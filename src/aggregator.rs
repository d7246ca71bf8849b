use std::collections::HashMap;
use std::time::Duration;

use chrono::Utc;
use futures::future;
use tracing::{info, warn};

use crate::assembler::assemble;
use crate::fetcher::Fetcher;
use crate::normalizer::{normalize, search_url};
use crate::platforms::{Platform, AGGREGATED_PLATFORM, WEB_SEARCH_TEMPLATE};
use crate::retry::with_retry;
use crate::types::{AggregateResponse, FetchConfig, FetchError, PlatformResponse, Result, Topic};

/// How many topics the derived cross-platform feed keeps.
const AGGREGATED_LIMIT: usize = 10;
/// Minimum distinct platforms for a topic to count as trending across them.
const MIN_PLATFORMS: usize = 2;
/// Title keys shorter than this are noise (placeholders, bare punctuation).
const MIN_KEY_CHARS: usize = 3;

/// The fetch-and-aggregate engine. Carries no mutable state; every call is
/// an independent cycle.
pub struct TrendAggregator {
    fetcher: Fetcher,
    config: FetchConfig,
}

impl TrendAggregator {
    pub fn new() -> Self {
        Self::with_config(FetchConfig::default())
    }

    pub fn with_config(config: FetchConfig) -> Self {
        let fetcher = Fetcher::new(&config);
        Self { fetcher, config }
    }

    /// Fetch and normalize one platform's feed, retry-wrapped, with the
    /// shorter direct-call deadline.
    pub async fn fetch_platform(&self, platform: Platform) -> Result<PlatformResponse> {
        self.fetch_platform_bounded(platform, self.config.single_timeout)
            .await
    }

    async fn fetch_platform_bounded(
        &self,
        platform: Platform,
        deadline: Duration,
    ) -> Result<PlatformResponse> {
        with_retry(&self.config.platform_retry, || async move {
            let payload = self.fetcher.fetch_json(platform.endpoint(), deadline).await?;
            let topics = normalize(platform, &payload);
            Ok(PlatformResponse {
                platform: platform.id().to_string(),
                topics,
                fetched_at: Utc::now().timestamp_millis(),
            })
        })
        .await
    }

    /// Fetch every platform concurrently and assemble one response.
    ///
    /// Fails only when not a single platform delivered; any other mix of
    /// outcomes is a normal partial result.
    pub async fn fetch_all(&self) -> Result<AggregateResponse> {
        with_retry(&self.config.aggregate_retry, || self.fetch_all_once()).await
    }

    async fn fetch_all_once(&self) -> Result<AggregateResponse> {
        let tasks = Platform::ALL.map(|platform| async move {
            let outcome = self
                .fetch_platform_bounded(platform, self.config.aggregate_timeout)
                .await;
            if let Err(err) = &outcome {
                warn!("{} fetch failed: {}", platform, err);
            }
            (platform, outcome)
        });

        // Join-all barrier: aggregation must not start before every platform
        // task has settled, and no task's failure cancels a sibling.
        let outcomes = future::join_all(tasks).await;

        if outcomes.iter().all(|(_, outcome)| outcome.is_err()) {
            return Err(FetchError::RetryExhausted(
                "all platform requests failed after retries".to_string(),
            ));
        }

        let succeeded = outcomes.iter().filter(|(_, outcome)| outcome.is_ok()).count();
        info!("fetched {}/{} platforms", succeeded, outcomes.len());

        Ok(assemble(outcomes))
    }
}

impl Default for TrendAggregator {
    fn default() -> Self {
        Self::new()
    }
}

struct MergedTopic {
    title: String,
    url: String,
    hot: u64,
    platforms: Vec<String>,
}

/// Derive the cross-platform feed from the successfully fetched feeds.
///
/// Topics merge by trimmed, lowercased title. A merged topic qualifies once
/// two or more distinct platforms reported it; qualifiers sort by platform
/// count, then peak popularity, ties keeping first-seen order, and the top
/// ten survive. An empty result is reported as an unavailable slot rather
/// than an empty feed, with the message telling "no overlap" apart from
/// "nothing to overlap".
pub fn cross_platform_feed(feeds: &[&PlatformResponse]) -> Result<PlatformResponse> {
    let mut merged: Vec<MergedTopic> = Vec::new();
    let mut index_by_key: HashMap<String, usize> = HashMap::new();
    let mut saw_topics = false;

    for feed in feeds {
        for topic in &feed.topics {
            saw_topics = true;
            let key = topic.title.trim().to_lowercase();
            if key.chars().count() < MIN_KEY_CHARS {
                continue;
            }
            match index_by_key.get(&key) {
                Some(&slot) => {
                    let entry = &mut merged[slot];
                    if !entry.platforms.contains(&feed.platform) {
                        entry.platforms.push(feed.platform.clone());
                    }
                    entry.hot = entry.hot.max(topic.hot);
                    // URL policy: the first non-empty one seen wins.
                    if entry.url.is_empty() && !topic.url.is_empty() {
                        entry.url = topic.url.clone();
                    }
                }
                None => {
                    index_by_key.insert(key.clone(), merged.len());
                    merged.push(MergedTopic {
                        title: key,
                        url: topic.url.clone(),
                        hot: topic.hot,
                        platforms: vec![feed.platform.clone()],
                    });
                }
            }
        }
    }

    let mut qualifying: Vec<MergedTopic> = merged
        .into_iter()
        .filter(|entry| entry.platforms.len() >= MIN_PLATFORMS)
        .collect();

    // Stable sort keeps first-insertion order across full ties.
    qualifying.sort_by(|a, b| {
        b.platforms
            .len()
            .cmp(&a.platforms.len())
            .then(b.hot.cmp(&a.hot))
    });
    qualifying.truncate(AGGREGATED_LIMIT);

    if qualifying.is_empty() {
        let reason = if saw_topics {
            "no topic was reported by two or more platforms"
        } else {
            "every source topic list was empty"
        };
        return Err(FetchError::Unknown(format!(
            "aggregated feed unavailable: {}",
            reason
        )));
    }

    let topics = qualifying
        .into_iter()
        .enumerate()
        .map(|(index, entry)| Topic {
            url: if entry.url.is_empty() {
                search_url(WEB_SEARCH_TEMPLATE, &entry.title)
            } else {
                entry.url
            },
            hot: entry.hot,
            rank: (index + 1) as u32,
            platforms: entry.platforms,
            title: entry.title,
        })
        .collect();

    Ok(PlatformResponse {
        platform: AGGREGATED_PLATFORM.to_string(),
        topics,
        fetched_at: Utc::now().timestamp_millis(),
    })
}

• What you will do: Scan the data for lines containing "shorter" and copy all of them.

• Answer to this problem:
/// Title keys shorter than this are noise (placeholders, bare punctuation).
    /// shorter direct-call deadline.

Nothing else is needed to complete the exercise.